New cloud bookings were up 40% in the fourth quarter while cloud subscriptions and support revenue grew 31%. The cloud backlog of unbooked but committed orders, which signals the company's future revenue performance, was healthy, Mr. McDermott said.

"We come into 2017 with enormous momentum," the CEO said.

SAPs transition to the cloud had initially squeezed profitability because cloud revenue is spread out over longer contract periods, rather than being based on lucrative one-off licensing fees. On Tuesday SAP confirmed it still expected cloud subscriptions and support revenue to overtake its software license revenue by 2018.

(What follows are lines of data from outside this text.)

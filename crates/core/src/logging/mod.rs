//! Logger dependencies handed to the viewer at construction.
//!
//! Errors and deprecation notices travel on separate channels so a host can
//! silence one without losing the other.

use std::{fmt, rc::Rc};

/// Sink for log lines produced by the core.
pub trait Logger {
    fn log(&self, message: &str);
}

impl<F> Logger for F
where
    F: Fn(&str),
{
    fn log(&self, message: &str) {
        self(message)
    }
}

/// Default error channel, forwards to `tracing` at error level.
#[derive(Debug, Default, Clone, Copy)]
pub struct TracingLogger;

impl Logger for TracingLogger {
    fn log(&self, message: &str) {
        tracing::error!(target: "wavemark", "{message}");
    }
}

/// Default deprecation channel, forwards to `tracing` at warn level.
#[derive(Debug, Default, Clone, Copy)]
pub struct DeprecationLogger;

impl Logger for DeprecationLogger {
    fn log(&self, message: &str) {
        tracing::warn!(target: "wavemark::deprecation", "{message}");
    }
}

/// The pair of logger channels shared by the viewer's components.
#[derive(Clone)]
pub struct Loggers {
    pub error: Rc<dyn Logger>,
    pub deprecation: Rc<dyn Logger>,
}

impl Default for Loggers {
    fn default() -> Self {
        Self {
            error: Rc::new(TracingLogger),
            deprecation: Rc::new(DeprecationLogger),
        }
    }
}

impl fmt::Debug for Loggers {
    fn fmt(&self, f: &mut fmt::Formatter<'_>) -> fmt::Result {
        f.debug_struct("Loggers").finish()
    }
}
use std::path::{Path, PathBuf};

use clap::{Parser, Subcommand};
use tracing_subscriber::EnvFilter;
use wavemark_core::{
    ClockPlayer, ConfigOverrides, Event, FittedOverview, PointSpec, Renderer, SegmentSpec, Viewer,
    ViewerConfig,
};

const CONTAINER_WIDTH: u32 = 1000;
const DEMO_SAMPLE_RATE: u64 = 44_100;

fn main() -> wavemark_core::Result<()> {
    init_tracing();

    let cli = Cli::parse();

    match cli.command {
        Commands::Config { config } => run_config(config.as_deref()),
        Commands::Demo {
            config,
            zoom,
            duration,
        } => run_demo(config.as_deref(), zoom, duration),
    }
}

fn load_overrides(path: Option<&Path>) -> wavemark_core::Result<ConfigOverrides> {
    match path {
        Some(path) => {
            tracing::info!(?path, "loading options");
            ConfigOverrides::from_json(&std::fs::read_to_string(path)?)
        }
        None => Ok(ConfigOverrides::default()),
    }
}

fn run_config(path: Option<&Path>) -> wavemark_core::Result<()> {
    let config = ViewerConfig::default().merge(load_overrides(path)?);
    config.validate()?;
    println!("{}", serde_json::to_string_pretty(&config)?);
    Ok(())
}

fn run_demo(path: Option<&Path>, zoom: Option<i64>, duration: f64) -> wavemark_core::Result<()> {
    tracing::info!(zoom, duration, "starting headless demo");

    let total_samples = (duration.max(0.0) * DEMO_SAMPLE_RATE as f64) as u64;
    let mut viewer = Viewer::builder()
        .options(load_overrides(path)?)
        .media(ClockPlayer::new())
        .container_width(CONTAINER_WIDTH)
        .renderer(LogRenderer::default())
        .waveform(FittedOverview {
            total_samples,
            width: CONTAINER_WIDTH,
        })
        .build()?;

    let _events = viewer.on("**", |event| {
        log_event(event);
        Ok(())
    })?;

    let added = viewer.segments_mut().add(vec![
        SegmentSpec::new(1.0, 2.0).with_label("intro"),
        SegmentSpec::new(3.0, 4.0).with_label("verse"),
    ])?;
    viewer.points_mut().add(PointSpec::new(2.5).with_label("cue"))?;

    if let Some(level) = zoom {
        viewer.zoom_mut().set_zoom(level);
    }
    viewer.zoom_mut().overview();

    viewer.play_segment(&added[1].id, false)?;
    let now = viewer.current_time();
    viewer.time_changed(now)?;

    viewer.segments_mut().remove_by_id(&added[0].id)?;
    for segment in viewer.segments().list() {
        tracing::info!(
            id = %segment.id,
            start = segment.start_time,
            end = segment.end_time,
            label = %segment.label_text,
            "segment"
        );
    }
    tracing::info!(level = viewer.zoom().get_zoom(), scale = viewer.zoom().scale(), "final zoom");

    viewer.destroy();
    Ok(())
}

fn log_event(event: &Event) {
    match event {
        Event::SegmentsAdd(segments) | Event::SegmentsRemove(segments) => {
            tracing::info!(topic = event.topic(), count = segments.len(), "event")
        }
        Event::PointsAdd(points) | Event::PointsRemove(points) => {
            tracing::info!(topic = event.topic(), count = points.len(), "event")
        }
        Event::ZoomUpdate { current, previous } => {
            tracing::info!(topic = event.topic(), current, previous, "event")
        }
        Event::PlayerSeek(seconds) | Event::PlayerTimeUpdate(seconds) => {
            tracing::info!(topic = event.topic(), seconds, "event")
        }
        Event::Error(message) => tracing::error!(topic = event.topic(), %message, "event"),
        other => tracing::info!(topic = other.topic(), "event"),
    }
}

/// Stand-in for a drawing backend that just counts frames.
#[derive(Debug, Default)]
struct LogRenderer {
    frames: usize,
}

impl Renderer for LogRenderer {
    fn render(&mut self) {
        self.frames += 1;
        tracing::debug!(frame = self.frames, "render");
    }
}

fn init_tracing() {
    let _ = tracing_subscriber::fmt()
        .with_env_filter(
            EnvFilter::try_from_default_env().unwrap_or_else(|_| EnvFilter::new("info")),
        )
        .try_init();
}

#[derive(Parser, Debug)]
#[command(author, version, about = "Waveform annotation core", long_about = None)]
struct Cli {
    #[command(subcommand)]
    command: Commands,
}

#[derive(Subcommand, Debug)]
enum Commands {
    /// Print the effective configuration after merging an options file.
    Config {
        /// JSON file with option overrides.
        #[arg(short, long)]
        config: Option<PathBuf>,
    },
    /// Drive a headless viewer through a short annotation session.
    Demo {
        /// JSON file with option overrides.
        #[arg(short, long)]
        config: Option<PathBuf>,
        /// Zoom level index to select; out-of-range values are clamped.
        #[arg(short, long, allow_negative_numbers = true)]
        zoom: Option<i64>,
        /// Length of the simulated track in seconds.
        #[arg(short, long, default_value_t = 60.0)]
        duration: f64,
    },
}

The company slightly raised the lower end of its non-IFRS operating profit forecast range. It now expects EUR6.8 billion-EUR7 billion this year and EUR8.5 billion-EUR9 billion in 2020.

UBS analysts said the revised guidance had been expected, based in part on the bank's survey of IT spending plans that showed good demand trends for SAP and software spending growth of 2.5% this year.

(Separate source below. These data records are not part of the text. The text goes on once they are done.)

use std::{env, fs, path::PathBuf};

fn main() {
    println!("cargo:rerun-if-changed=build.rs");
    println!("cargo:rerun-if-env-changed=OUT_DIR");

    let out_dir = PathBuf::from(env::var("OUT_DIR").unwrap());
    let completions_dir = out_dir.join("completions");

    fs::create_dir_all(&completions_dir).unwrap();

    let mut cmd = clap::Command::new("lustre")
        .version("1.0.0")
        .author("Lustre Contributors")
        .about("Enrich images in feed articles")
        .arg(clap::arg!(<INPUT> "Article JSON file (one article or an array), or '-' for stdin"))
        .arg(
            clap::arg!(-o --output <FILE> "Output file (default: stdout)")
                .value_name("FILE")
                .value_parser(clap::value_parser!(std::path::PathBuf)),
        )
        .arg(
            clap::arg!(--config <FILE> "Config file (default: ~/.config/lustre/config.json when present)")
                .value_name("FILE")
                .value_parser(clap::value_parser!(std::path::PathBuf)),
        )
        .arg(clap::arg!(--"no-inline" "Leave inline <img> tags untouched"))
        .arg(clap::arg!(--"no-fix-types" "Leave empty enclosure types untouched"))
        .arg(clap::arg!(--"extract-og" "Fetch the article page for Open Graph metadata when the article has no images"))
        .arg(clap::arg!(--"enhance-content" "Prepend og:description to thin content (with --extract-og)"))
        .arg(clap::arg!(--"upgrade-enclosures" "Replace image enclosures with larger versions found on the article page"))
        .arg(clap::arg!(--timeout <SECS> "HTTP timeout in seconds").default_value("10"))
        .arg(clap::arg!(--"user-agent" <UA> "Custom User-Agent for HTTP requests").value_name("UA"))
        .arg(clap::arg!(--pretty "Pretty-print the output JSON"))
        .arg(clap::arg!(-v --verbose "Enable debug logging"));

    clap_complete::generate_to(clap_complete::shells::Bash, &mut cmd, "lustre", &completions_dir).unwrap();
    clap_complete::generate_to(clap_complete::shells::Zsh, &mut cmd, "lustre", &completions_dir).unwrap();
    clap_complete::generate_to(clap_complete::shells::Fish, &mut cmd, "lustre", &completions_dir).unwrap();
    clap_complete::generate_to(clap_complete::shells::PowerShell, &mut cmd, "lustre", &completions_dir).unwrap();

    println!(
        "cargo:warning=Shell completions generated in: {}",
        completions_dir.display()
    );
}
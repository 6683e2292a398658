//! Merging extracted Open Graph metadata into an article.
//!
//! Nothing the feed already provides is overwritten: an image enclosure is only
//! synthesized when none exists, the author is only filled when empty, and the
//! description is prepended to the content rather than replacing it.

use std::sync::LazyLock;

use regex::Regex;

use crate::article::{Article, Enclosure, display_title};
use crate::mime::infer_mime_type;
use crate::opengraph::OgMetadata;

/// Title given to a synthesized enclosure when the page has no `og:image:alt`.
pub const FEATURED_IMAGE_TITLE: &str = "Featured image";

static TAG_RE: LazyLock<Regex> = LazyLock::new(|| Regex::new(r"(?s)<[^>]*>").expect("TAG_RE should compile"));

/// Applies `og` to `article`.
///
/// With `enhance_content`, a description longer than the article's visible text is
/// prepended as `<p>description</p><hr>`.
pub fn apply_og_metadata(article: &mut Article, og: &OgMetadata, enhance_content: bool) {
    if let Some(image) = &og.image
        && !article.has_image_enclosure()
    {
        let enclosure = Enclosure {
            link: image.clone(),
            content_type: infer_mime_type(image),
            length: 0,
            title: og.image_alt.clone().unwrap_or_else(|| FEATURED_IMAGE_TITLE.to_string()),
            ..Default::default()
        };
        article.enclosures.push(enclosure);
        tracing::debug!(url = %image, "Added og:image as enclosure");
    }

    if article.author.is_empty()
        && let Some(author) = og.author.as_deref().filter(|a| !a.is_empty())
    {
        article.author = author.to_string();
        tracing::debug!(author = %author, "Set author from Open Graph");
    }

    if enhance_content
        && let Some(description) = og.description.as_deref().filter(|d| !d.is_empty())
    {
        let content_len = strip_tags(article.content_str()).chars().count();
        if description.chars().count() > content_len {
            let escaped = html_escape::encode_safe(description);
            article.content = Some(format!("<p>{escaped}</p><hr>{}", article.content_str()));
            tracing::debug!(title = %display_title(&article.title), "Enhanced content with og:description");
        }
    }

    // Tags are not attached to the article yet.
    if !og.tags.is_empty() {
        tracing::debug!(tags = %og.tags.join(", "), "Found tags");
    }
}

/// Removes markup tags, keeping the text between them.
pub fn strip_tags(html: &str) -> String {
    TAG_RE.replace_all(html, "").into_owned()
}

Still, SAP shares were down 0.6% early Tuesday. "The market got too bullish on potential upgrades," UBS said.

Mr. McDermott said recent world events such as the U.K. vote to leave the European Union and U.S. elections helped rather than harmed SAP's business.

"Geopolitical issues play right to our strength," he said. "Brexit and other macro geopolitical shifts--all of them help SAP because whoever is looking at this equation...is going to need digital transformation."

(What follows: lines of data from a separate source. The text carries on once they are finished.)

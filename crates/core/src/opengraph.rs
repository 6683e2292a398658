//! Open Graph and Twitter Card metadata from fetched article pages.
//!
//! Only the `<head>` is scanned (up to and including the first `</head>`), or the
//! whole page when it has none. Each `<meta>` tag is keyed by `property`, falling back
//! to `name`, and dispatched through [`MetaKey`]. Open Graph values take precedence:
//! Twitter Card values only fill fields that are still empty. `twitter:image` is held
//! back until the scan ends so an `og:image` later in the head still wins.

use std::sync::LazyLock;

use regex::Regex;
use serde::Serialize;

static META_TAG_RE: LazyLock<Regex> =
    LazyLock::new(|| Regex::new(r"(?is)<meta\s+[^>]*>").expect("META_TAG_RE should compile"));
static PROPERTY_RE: LazyLock<Regex> = LazyLock::new(|| {
    Regex::new(r#"(?i)\sproperty\s*=\s*(?:"([^"]+)"|'([^']+)')"#).expect("PROPERTY_RE should compile")
});
static NAME_RE: LazyLock<Regex> =
    LazyLock::new(|| Regex::new(r#"(?i)\sname\s*=\s*(?:"([^"]+)"|'([^']+)')"#).expect("NAME_RE should compile"));
static CONTENT_RE: LazyLock<Regex> = LazyLock::new(|| {
    Regex::new(r#"(?i)\scontent\s*=\s*(?:"([^"]+)"|'([^']+)')"#).expect("CONTENT_RE should compile")
});

/// Metadata found in a page's `<meta>` tags.
#[derive(Debug, Clone, Default, PartialEq, Eq, Serialize)]
pub struct OgMetadata {
    pub image: Option<String>,
    pub image_width: Option<i64>,
    pub image_height: Option<i64>,
    pub image_alt: Option<String>,
    pub description: Option<String>,
    pub author: Option<String>,
    pub tags: Vec<String>,
    pub title: Option<String>,
    pub site_name: Option<String>,
    #[serde(rename = "type")]
    pub og_type: Option<String>,
    pub published_time: Option<String>,
}

impl OgMetadata {
    /// True when there is something worth applying to an article.
    ///
    /// `title`, `site_name` and `type` alone do not count.
    pub fn is_useful(&self) -> bool {
        self.image.is_some() || self.description.is_some() || self.author.is_some() || !self.tags.is_empty()
    }

    fn apply(&mut self, key: MetaKey, content: &str, twitter_image: &mut Option<String>) {
        match key {
            MetaKey::OgImage => {
                if self.image.is_none() {
                    self.image = Some(decode(content));
                }
            }
            MetaKey::TwitterImage => {
                if twitter_image.is_none() {
                    *twitter_image = Some(decode(content));
                }
            }
            MetaKey::OgImageWidth => self.image_width = Some(parse_leading_int(content)),
            MetaKey::OgImageHeight => self.image_height = Some(parse_leading_int(content)),
            MetaKey::OgImageAlt => self.image_alt = Some(decode(content)),
            MetaKey::OgDescription => self.description = Some(decode(content)),
            MetaKey::OgTitle => self.title = Some(decode(content)),
            MetaKey::OgSiteName => self.site_name = Some(decode(content)),
            MetaKey::OgType => self.og_type = Some(content.to_string()),
            MetaKey::ArticleAuthor => self.author = Some(decode(content)),
            MetaKey::ArticleTag => self.tags.push(decode(content)),
            MetaKey::ArticlePublishedTime => self.published_time = Some(content.to_string()),
            MetaKey::TwitterDescription => {
                if self.description.is_none() {
                    self.description = Some(decode(content));
                }
            }
            MetaKey::TwitterAuthor => {
                if self.author.is_none() {
                    self.author = Some(decode(content));
                }
            }
            MetaKey::Unknown => {}
        }
    }
}

/// The `<meta>` keys the extractor understands.
#[derive(Debug, Clone, Copy, PartialEq, Eq)]
pub enum MetaKey {
    OgImage,
    OgImageWidth,
    OgImageHeight,
    OgImageAlt,
    OgDescription,
    OgTitle,
    OgSiteName,
    OgType,
    /// `og:article:author` or `article:author`.
    ArticleAuthor,
    /// `og:article:tag` or `article:tag`.
    ArticleTag,
    /// `og:article:published_time` or `article:published_time`.
    ArticlePublishedTime,
    TwitterImage,
    TwitterDescription,
    /// `twitter:creator` or `twitter:site`.
    TwitterAuthor,
    Unknown,
}

impl MetaKey {
    /// Classifies a `property`/`name` value, case-insensitively.
    pub fn parse(key: &str) -> Self {
        match key.to_ascii_lowercase().as_str() {
            "og:image" => Self::OgImage,
            "og:image:width" => Self::OgImageWidth,
            "og:image:height" => Self::OgImageHeight,
            "og:image:alt" => Self::OgImageAlt,
            "og:description" => Self::OgDescription,
            "og:title" => Self::OgTitle,
            "og:site_name" => Self::OgSiteName,
            "og:type" => Self::OgType,
            "og:article:author" | "article:author" => Self::ArticleAuthor,
            "og:article:tag" | "article:tag" => Self::ArticleTag,
            "og:article:published_time" | "article:published_time" => Self::ArticlePublishedTime,
            "twitter:image" => Self::TwitterImage,
            "twitter:description" => Self::TwitterDescription,
            "twitter:creator" | "twitter:site" => Self::TwitterAuthor,
            _ => Self::Unknown,
        }
    }
}

/// Extracts Open Graph / Twitter Card metadata from a page.
///
/// Returns `None` unless an image, description, author or tag was found.
///
/// # Example
///
/// ```rust
/// use lustre_core::extract_og_metadata;
///
/// let html = r#"<head><meta property="og:image" content="https://x/a.jpg"></head>"#;
/// let og = extract_og_metadata(html).unwrap();
/// assert_eq!(og.image.as_deref(), Some("https://x/a.jpg"));
///
/// assert!(extract_og_metadata(r#"<meta property="og:type" content="website">"#).is_none());
/// ```
pub fn extract_og_metadata(html: &str) -> Option<OgMetadata> {
    let head = head_section(html);
    let mut og = OgMetadata::default();
    let mut twitter_image = None;

    for tag in META_TAG_RE.find_iter(head) {
        let tag = tag.as_str();
        let Some(content) = attr_value(&CONTENT_RE, tag) else {
            continue;
        };
        let Some(key) = attr_value(&PROPERTY_RE, tag).or_else(|| attr_value(&NAME_RE, tag)) else {
            continue;
        };

        og.apply(MetaKey::parse(key), content, &mut twitter_image);
    }

    if og.image.is_none() {
        og.image = twitter_image;
    }

    og.is_useful().then_some(og)
}

/// Everything up to and including the first `</head>`, or the whole page.
fn head_section(html: &str) -> &str {
    const HEAD_CLOSE: &str = "</head>";

    html.to_ascii_lowercase()
        .find(HEAD_CLOSE)
        .map_or(html, |start| &html[..start + HEAD_CLOSE.len()])
}

fn attr_value<'a>(re: &Regex, tag: &'a str) -> Option<&'a str> {
    let caps = re.captures(tag)?;
    caps.get(1).or_else(|| caps.get(2)).map(|m| m.as_str())
}

fn decode(value: &str) -> String {
    html_escape::decode_html_entities(value).into_owned()
}

/// Integer prefix of a string the way lenient numeric casts read it: `"630px"` is
/// 630, `"abc"` is 0.
fn parse_leading_int(value: &str) -> i64 {
    let value = value.trim_start();
    let (sign, digits) = match value.strip_prefix('-') {
        Some(rest) => (-1, rest),
        None => (1, value.strip_prefix('+').unwrap_or(value)),
    };
    let end = digits.find(|c: char| !c.is_ascii_digit()).unwrap_or(digits.len());

    digits[..end].parse::<i64>().map_or(0, |n| sign * n)
}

Company executives said Tuesday that the U.K. was one of the fastest-growing markets for SAP following the Brexit vote, and that Mexico was strong in the fourth quarter, "with all the U.S. election turmoil."

In recent years as part of SAP's move into the cloud, Mr. McDermott, an American, has presided over a series of acquisitions of cloud-focused enterprises, including the 2014 purchase of U.S.-based travel and expense management software provider Concur Technologies for $8.3 billion.

Shortly afterward SAP presented a redesign of its core Business Suite software--including management applications for finance, logistics, commerce and inventory management--to operate on its HANA real-time database, either on hardware, in the cloud or as part of a hybrid solution.

Write to Sarah Sloat at sarah.sloat@wsj.com and Christopher Alessi at christopher.alessi@wsj.com

 

(END) Dow Jones Newswires

January 24, 2017 04:09 ET (09:09 GMT)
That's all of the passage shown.